Steven Davey of Just Funerals says he has experienced a backlash from mourners when enforcing the new rules. ‘‘We are seen as the bad guys, but we feel for people, we really do.’’
The business has offered to hold bodies until level 2, when services of 100 will probably be allowed. ‘‘The feedback we are getting is that emotionally they can’t handle the thought of their loved one, excuse the phrase, lying around for up to a month so their family can have a funeral later.’’
Mothers had grieved for their children alone. Spouses of ‘‘40, 50 years’’ had the love of their life die alone, in care or hospital, which meant they were then buried or cremated alone.
‘‘Some situations are awful. A woman was fine before the lockdown, she was in a bubble with a young child,’’ he explains. ‘‘She was diagnosed with a terminal illness and died two weeks into the lockdown. No one could attend . . .
‘‘There are 85-year-old grandmothers on their own at home grieving their husband with just a goldfish for company. What would you do if it was your granny?’’

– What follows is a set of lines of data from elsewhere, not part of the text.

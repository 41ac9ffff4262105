//! Network-related error types
//!
//! Transfers are delegated to an external fetch command, so most failures
//! describe how that command could not be run or what it returned.

use std::borrow::Cow;

use crate::UserFacingError;
use thiserror::Error;

#[derive(Debug, Clone, Error)]
#[cfg_attr(feature = "serde", derive(serde::Serialize, serde::Deserialize))]
pub enum NetworkError {
    #[error("no fetch command configured")]
    MissingCommand,

    #[error("invalid URL: {0}")]
    InvalidUrl(String),

    #[error("could not find or read directory {path}")]
    DirectoryUnavailable { path: String },

    #[error("could not spawn command: {message}")]
    SpawnFailed { command: String, message: String },

    #[error("command returned error code {code}")]
    CommandFailed { command: String, code: i32 },

    #[error("command did not execute correctly")]
    Terminated { command: String },

    #[error("could not rename {path}: {message}")]
    RenameFailed { path: String, message: String },
}

impl UserFacingError for NetworkError {
    fn user_message(&self) -> Cow<'_, str> {
        Cow::Owned(self.to_string())
    }

    fn user_hint(&self) -> Option<&'static str> {
        match self {
            Self::MissingCommand => Some("Set transaction.xfer_command in the configuration."),
            Self::CommandFailed { .. } | Self::Terminated { .. } => {
                Some("Check network connectivity and the mirror list, then retry.")
            }
            _ => None,
        }
    }

    fn is_retryable(&self) -> bool {
        matches!(self, Self::CommandFailed { .. } | Self::Terminated { .. })
    }

    fn user_code(&self) -> Option<&'static str> {
        let code = match self {
            Self::MissingCommand => "network.missing_command",
            Self::InvalidUrl(_) => "network.invalid_url",
            Self::DirectoryUnavailable { .. } => "network.directory_unavailable",
            Self::SpawnFailed { .. } => "network.spawn_failed",
            Self::CommandFailed { .. } => "network.command_failed",
            Self::Terminated { .. } => "network.terminated",
            Self::RenameFailed { .. } => "network.rename_failed",
        };
        Some(code)
    }
}
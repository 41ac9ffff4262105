#![deny(clippy::pedantic, unsafe_code)]
#![allow(clippy::module_name_repetitions)]

//! File transfer for pkbridge
//!
//! The engine normally downloads on its own. When a fetch command is
//! configured it hands every transfer to a [`Fetcher`] instead, and
//! [`XferCommand`] runs that external command.

mod xfer;

pub use xfer::{basename_of, XferCommand};

use pkbridge_errors::Error;
use std::path::{Path, PathBuf};

/// Something that can place the file behind `url` into `directory`
pub trait Fetcher: Send + Sync {
    /// Fetch `url` into `directory` and return the final path.
    ///
    /// With `force` any stale partial or complete file is removed first.
    ///
    /// # Errors
    ///
    /// Returns a `NetworkError` when the directory is unusable, the command
    /// cannot be run or exits unsuccessfully, or the partial file cannot be
    /// renamed.
    fn fetch(&self, url: &str, directory: &Path, force: bool) -> Result<PathBuf, Error>;
}
//! pkbridge - package engine transactions as job reports
//!
//! Replays recorded engine scripts through the full job pipeline so the
//! report stream a client would see can be inspected, and exposes the
//! configuration and external fetch command for troubleshooting.

mod cli;
mod display;
mod error;
mod logging;

use crate::cli::{Cli, Commands};
use crate::display::OutputRenderer;
use crate::error::CliError;
use clap::Parser;
use pkbridge_config::{constants, Config};
use pkbridge_events::channel;
use pkbridge_net::{Fetcher, XferCommand};
use pkbridge_transaction::{
    jobs, Engine, JobContext, JobParams, JobRunner, Script, ScriptedEngine, TransFlags,
};
use pkbridge_types::{Role, Status};
use std::path::{Path, PathBuf};
use std::process;
use tracing::{debug, error, info, warn};

/// Exit code for a job that ran but did not succeed
const EXIT_JOB_FAILED: i32 = 2;

#[tokio::main]
async fn main() {
    let cli = Cli::parse();
    let json_mode = cli.global.json;

    let config = load_config(cli.global.config.as_deref()).await;
    let level = config
        .as_ref()
        .map_or(constants::DEFAULT_LOG_LEVEL, |config| {
            config.general.log_level.as_str()
        });
    logging::init_tracing(json_mode, cli.global.debug, level);

    let result = match config {
        Ok(config) => run(cli, config).await,
        Err(e) => Err(e),
    };

    match result {
        Ok(true) => {}
        Ok(false) => process::exit(EXIT_JOB_FAILED),
        Err(e) => {
            error!("Application error: {}", e);
            if !json_mode {
                eprintln!("Error: {e}");
            }
            process::exit(1);
        }
    }
}

/// Load the configuration file, apply `PKBRIDGE_*` overrides and validate
async fn load_config(path: Option<&Path>) -> Result<Config, CliError> {
    let mut config = Config::load_or_default(path).await?;
    config.merge_env()?;
    config.validate()?;
    Ok(config)
}

/// Main application logic; returns whether the command succeeded
async fn run(cli: Cli, config: Config) -> Result<bool, CliError> {
    info!("Starting pkbridge v{}", env!("CARGO_PKG_VERSION"));
    let renderer = OutputRenderer::new(cli.global.json);

    match cli.command {
        Commands::Replay {
            script,
            role,
            files,
            only_trusted,
            directory,
            cancel_after,
        } => {
            let params = JobParams::new()
                .with_full_paths(files)
                .with_only_trusted(only_trusted)
                .with_directory(directory);
            replay(&script, role, params, cancel_after, config, &renderer).await
        }
        Commands::Fetch { url, dir, force } => {
            let path = fetch(url, dir, force, &config).await?;
            renderer.render_fetched(&path)?;
            Ok(true)
        }
        Commands::CheckConfig => {
            let source = match cli.global.config {
                Some(path) => Some(path),
                None => Config::default_path().ok().filter(|path| path.exists()),
            };
            renderer.render_config(&config, source.as_deref())?;
            Ok(true)
        }
    }
}

async fn replay(
    script: &Path,
    role: Role,
    params: JobParams,
    cancel_after: Option<usize>,
    config: Config,
    renderer: &OutputRenderer,
) -> Result<bool, CliError> {
    if matches!(role, Role::InstallFiles | Role::SimulateInstallFiles) && params.full_paths.is_empty()
    {
        return Err(CliError::InvalidArguments(format!(
            "{role} jobs need at least one --file"
        )));
    }

    let script = Script::load(script).await?;
    let runner = JobRunner::new();
    let (tx, mut rx) = channel();
    let context = runner.job(role, params, tx);
    debug!(job = %context.job_id(), %role, "replaying script");

    let handle = runner.start(context, Status::Setup, move |context| {
        let mut engine =
            ScriptedEngine::new(script).with_fetch_dir(config.transaction.cache_dir.clone());
        run_job(&mut engine, &context, &config)
    });

    let mut seen = 0;
    while let Some(message) = rx.recv().await {
        logging::log_event_with_tracing(&message);
        renderer.render_event(&message)?;

        seen += 1;
        if cancel_after == Some(seen) {
            match runner.cancel() {
                Ok(true) => info!(after = seen, "cancellation requested"),
                Ok(false) => {}
                Err(e) => warn!("could not cancel: {e}"),
            }
        }
    }

    Ok(handle.await?)
}

/// Pick the worker body for the job's role
fn run_job<E: Engine + ?Sized>(engine: &mut E, context: &JobContext, config: &Config) -> bool {
    match context.role() {
        Role::InstallFiles => jobs::install_files(engine, context, config),
        Role::SimulateInstallFiles => jobs::simulate_install_files(engine, context, config),
        Role::DownloadPackages => {
            jobs::commit_queued(engine, context, config, TransFlags::DOWNLOAD_ONLY)
        }
        Role::InstallPackages | Role::UpdatePackages | Role::RemovePackages => {
            jobs::commit_queued(engine, context, config, TransFlags::empty())
        }
    }
}

async fn fetch(
    url: String,
    dir: Option<PathBuf>,
    force: bool,
    config: &Config,
) -> Result<PathBuf, CliError> {
    let command = config.transaction.xfer_command.clone().ok_or_else(|| {
        CliError::InvalidArguments("no xfer_command is configured".to_string())
    })?;
    let fetcher = XferCommand::new(command)?;
    let dir = dir.unwrap_or_else(|| config.transaction.cache_dir.clone());

    let path = tokio::task::spawn_blocking(move || fetcher.fetch(&url, &dir, force)).await??;
    Ok(path)
}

Sourcing floral tributes has also proved difficult. ‘‘There’s not a lot of flowers around. We have been to the supermarket and lined up. We have gone to the dairy looking to see what we can find, but options are limited.’’
People had found unique personal ways to say their final goodbyes. ‘‘Many people are writing letters which we place with their loved one,’’ says Davey. ‘‘A lot of people have found that really special.’’
Phillips has also been innovative in helping families.
‘‘Something I’ve been able to [do] without breaking any rules is driving [the hearse] by the family’s house on the way to the cremation or burial,’’ he says.
‘‘The family stood outside, . . . I stopped on the side of the road. They stayed where they were. The family later told me it was really special. It was just half an hour of my time but the family absolutely cherished it.’’
When the restrictions relax, Taylor hopes to offer memorial services for those who had been affected.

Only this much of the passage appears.